Tag Archives: hyperlinks

Preview: AutoHyperlinks Plugin For Coda 1.6

The guys at Panic just released an update to Coda which, among other very useful features, includes a new plugin API.

I’ve hacked together a quick plugin around the AutoHyperlinks framework that will find raw URIs and email addresses and link them.  URIs in existing markup is skipped, mostly.

get the plugin | get the source

Quality is still a little rough, but it handles simple markup well (and you can always run it on just a selection of text).

I’m releasing the plugin under a 3-clause BSD license. More to come, I hope.

Enjoy.

AutoHyperlinks.framework Has Gone BSD

Check it.

It was a lot of work getting everything in place in order to do that, but it feels good.  I love you, Mac developers.

The AIHyperlinks Framework (or, How Adium Finds Links)

I thought it was about time I wrote up a little something about the way Adium finds hyperlinks in message text.

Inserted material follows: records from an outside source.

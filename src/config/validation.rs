use super::models::Config;
use thiserror::Error;

#[derive(Debug, Error)]
pub enum ValidationError {
    #[error("{field} must be at least 1")]
    ZeroLimit { field: &'static str },

    #[error("retry_backoff_ms ({initial}) exceeds max_backoff_ms ({max})")]
    BackoffOrder { initial: u64, max: u64 },

    #[error("max_page_size must be positive")]
    ZeroPageSize,

    #[error("download directory must not be empty")]
    EmptyDirectory,

    #[error("Invalid log filter '{filter}': {reason}")]
    InvalidLogFilter { filter: String, reason: String },
}

/// Validate the entire configuration
pub fn validate(config: &Config) -> Result<(), ValidationError> {
    validate_limits(config)?;
    validate_backoff(config)?;
    validate_http(config)?;
    validate_logging(config)?;
    Ok(())
}

fn validate_limits(config: &Config) -> Result<(), ValidationError> {
    let d = &config.download;
    let limits = [
        ("max_concurrent_chapters", d.max_concurrent_chapters as u64),
        ("max_concurrent_images", d.max_concurrent_images as u64),
        ("max_retries", d.max_retries as u64),
        ("request_timeout_secs", d.request_timeout_secs),
    ];

    for (field, value) in limits {
        if value == 0 {
            return Err(ValidationError::ZeroLimit { field });
        }
    }

    if d.directory.as_os_str().is_empty() {
        return Err(ValidationError::EmptyDirectory);
    }

    Ok(())
}

fn validate_backoff(config: &Config) -> Result<(), ValidationError> {
    let d = &config.download;
    if d.retry_backoff_ms > d.max_backoff_ms {
        return Err(ValidationError::BackoffOrder {
            initial: d.retry_backoff_ms,
            max: d.max_backoff_ms,
        });
    }
    Ok(())
}

fn validate_http(config: &Config) -> Result<(), ValidationError> {
    if config.http.max_page_size.as_u64() == 0 {
        return Err(ValidationError::ZeroPageSize);
    }
    if config.http.connect_timeout_secs == 0 {
        return Err(ValidationError::ZeroLimit {
            field: "connect_timeout_secs",
        });
    }
    Ok(())
}

fn validate_logging(config: &Config) -> Result<(), ValidationError> {
    tracing_subscriber::EnvFilter::try_new(&config.logging.filter)
        .map(|_| ())
        .map_err(|e| ValidationError::InvalidLogFilter {
            filter: config.logging.filter.clone(),
            reason: e.to_string(),
        })
}
//! Progress events and reporter sinks
//!
//! The pipeline pushes immutable [`ProgressEvent`] values into a
//! [`ProgressReporter`]. Reporters must return quickly: the pipeline never
//! waits on them.

use std::sync::Arc;
use std::time::Duration;
use tokio::sync::mpsc;
use tracing::{debug, error, info, warn};

use crate::model::ChapterOutcome;

#[derive(Debug, Clone)]
pub enum ProgressEvent {
    LoadingStarted,
    LoadingProgress(String),
    LoadingFinished,
    LoadingError(String),
    DownloadStarted {
        work_title: String,
        chapters: usize,
    },
    /// Emitted after each chapter resolves
    DownloadProgress {
        current: usize,
        total: usize,
        message: String,
    },
    ChapterStarted {
        index: usize,
        number: String,
        pages_total: usize,
    },
    /// Emitted after each page reaches a terminal result
    ChapterProgress {
        index: usize,
        pages_completed: usize,
        pages_total: usize,
    },
    PageRetrying {
        index: usize,
        position: usize,
        attempt: u32,
        max_attempts: u32,
        delay: Duration,
        error: String,
    },
    ChapterOutcomeReported(Box<ChapterOutcome>),
    DownloadFinished {
        succeeded: usize,
        total: usize,
    },
    DownloadError(String),
}

/// Sink for progress events, implemented by the presentation layer
pub trait ProgressReporter: Send + Sync {
    fn on_event(&self, event: ProgressEvent);
}

impl<R: ProgressReporter + ?Sized> ProgressReporter for Arc<R> {
    fn on_event(&self, event: ProgressEvent) {
        (**self).on_event(event)
    }
}

/// Discards every event
#[derive(Debug, Clone, Copy, Default)]
pub struct NoopReporter;

impl ProgressReporter for NoopReporter {
    fn on_event(&self, _event: ProgressEvent) {}
}

/// Forwards events into an unbounded channel
///
/// Sending never blocks; if the receiver is gone the event is dropped.
#[derive(Debug, Clone)]
pub struct ChannelReporter {
    tx: mpsc::UnboundedSender<ProgressEvent>,
}

impl ChannelReporter {
    pub fn new() -> (Self, mpsc::UnboundedReceiver<ProgressEvent>) {
        let (tx, rx) = mpsc::unbounded_channel();
        (Self { tx }, rx)
    }
}

impl ProgressReporter for ChannelReporter {
    fn on_event(&self, event: ProgressEvent) {
        if self.tx.send(event).is_err() {
            debug!("Progress receiver dropped, event discarded");
        }
    }
}

/// Mirrors events into the tracing log
#[derive(Debug, Clone, Copy, Default)]
pub struct TracingReporter;

impl ProgressReporter for TracingReporter {
    fn on_event(&self, event: ProgressEvent) {
        match event {
            ProgressEvent::LoadingStarted => info!("Loading work"),
            ProgressEvent::LoadingProgress(message) => info!(%message, "Loading"),
            ProgressEvent::LoadingFinished => info!("Work loaded"),
            ProgressEvent::LoadingError(reason) => error!(%reason, "Loading failed"),
            ProgressEvent::DownloadStarted {
                work_title,
                chapters,
            } => info!(%work_title, chapters, "Download started"),
            ProgressEvent::DownloadProgress {
                current,
                total,
                message,
            } => info!(current, total, %message, "Download progress"),
            ProgressEvent::ChapterStarted {
                index,
                number,
                pages_total,
            } => debug!(index, %number, pages_total, "Chapter started"),
            ProgressEvent::ChapterProgress {
                index,
                pages_completed,
                pages_total,
            } => debug!(index, pages_completed, pages_total, "Chapter progress"),
            ProgressEvent::PageRetrying {
                index,
                position,
                attempt,
                max_attempts,
                delay,
                error,
            } => warn!(
                index,
                position,
                attempt,
                max_attempts,
                delay_ms = delay.as_millis() as u64,
                %error,
                "Page fetch failed, retrying"
            ),
            ProgressEvent::ChapterOutcomeReported(outcome) => info!(
                chapter = %outcome.number,
                state = %outcome.state,
                pages = outcome.pages_succeeded,
                total = outcome.pages_total,
                "Chapter resolved"
            ),
            ProgressEvent::DownloadFinished { succeeded, total } => {
                info!(succeeded, total, "Download finished")
            }
            ProgressEvent::DownloadError(reason) => error!(%reason, "Download aborted"),
        }
    }
}

/// Sends every event to each inner reporter in order
pub struct FanoutReporter {
    reporters: Vec<Box<dyn ProgressReporter>>,
}

impl FanoutReporter {
    pub fn new(reporters: Vec<Box<dyn ProgressReporter>>) -> Self {
        Self { reporters }
    }
}

impl ProgressReporter for FanoutReporter {
    fn on_event(&self, event: ProgressEvent) {
        if let Some((last, rest)) = self.reporters.split_last() {
            for reporter in rest {
                reporter.on_event(event.clone());
            }
            last.on_event(event);
        }
    }
}

#[cfg(test)]
mod tests {
    use super::*;

    #[tokio::test]
    async fn test_channel_reporter_preserves_order() {
        let (reporter, mut rx) = ChannelReporter::new();
        reporter.on_event(ProgressEvent::LoadingStarted);
        reporter.on_event(ProgressEvent::LoadingProgress("chapter list".into()));
        reporter.on_event(ProgressEvent::LoadingFinished);
        drop(reporter);

        let mut seen = Vec::new();
        while let Some(event) = rx.recv().await {
            seen.push(event);
        }
        assert_eq!(seen.len(), 3);
        assert!(matches!(seen[0], ProgressEvent::LoadingStarted));
        assert!(matches!(&seen[1], ProgressEvent::LoadingProgress(m) if m == "chapter list"));
        assert!(matches!(seen[2], ProgressEvent::LoadingFinished));
    }

    #[test]
    fn test_channel_reporter_survives_dropped_receiver() {
        let (reporter, rx) = ChannelReporter::new();
        drop(rx);
        reporter.on_event(ProgressEvent::DownloadFinished {
            succeeded: 1,
            total: 1,
        });
    }

    #[tokio::test]
    async fn test_fanout_delivers_to_all() {
        let (a, mut rx_a) = ChannelReporter::new();
        let (b, mut rx_b) = ChannelReporter::new();
        let fanout = FanoutReporter::new(vec![Box::new(a), Box::new(b), Box::new(NoopReporter)]);

        fanout.on_event(ProgressEvent::DownloadError("boom".into()));

        assert!(matches!(rx_a.recv().await, Some(ProgressEvent::DownloadError(_))));
        assert!(matches!(rx_b.recv().await, Some(ProgressEvent::DownloadError(_))));
    }
}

It’s all done inside a nice little OS X framework: the AIHyperlinks Framework.

The autolinking code was contained within one component of the Adium source

It contains 2 main parts: A scanner class (SHHyperlinkScanner) and the link verification scanner itself (SHLinkLexer). A data type for detected hyperlinks (SHMarkedHyperlink) is also included, but is rarely used outside the framework.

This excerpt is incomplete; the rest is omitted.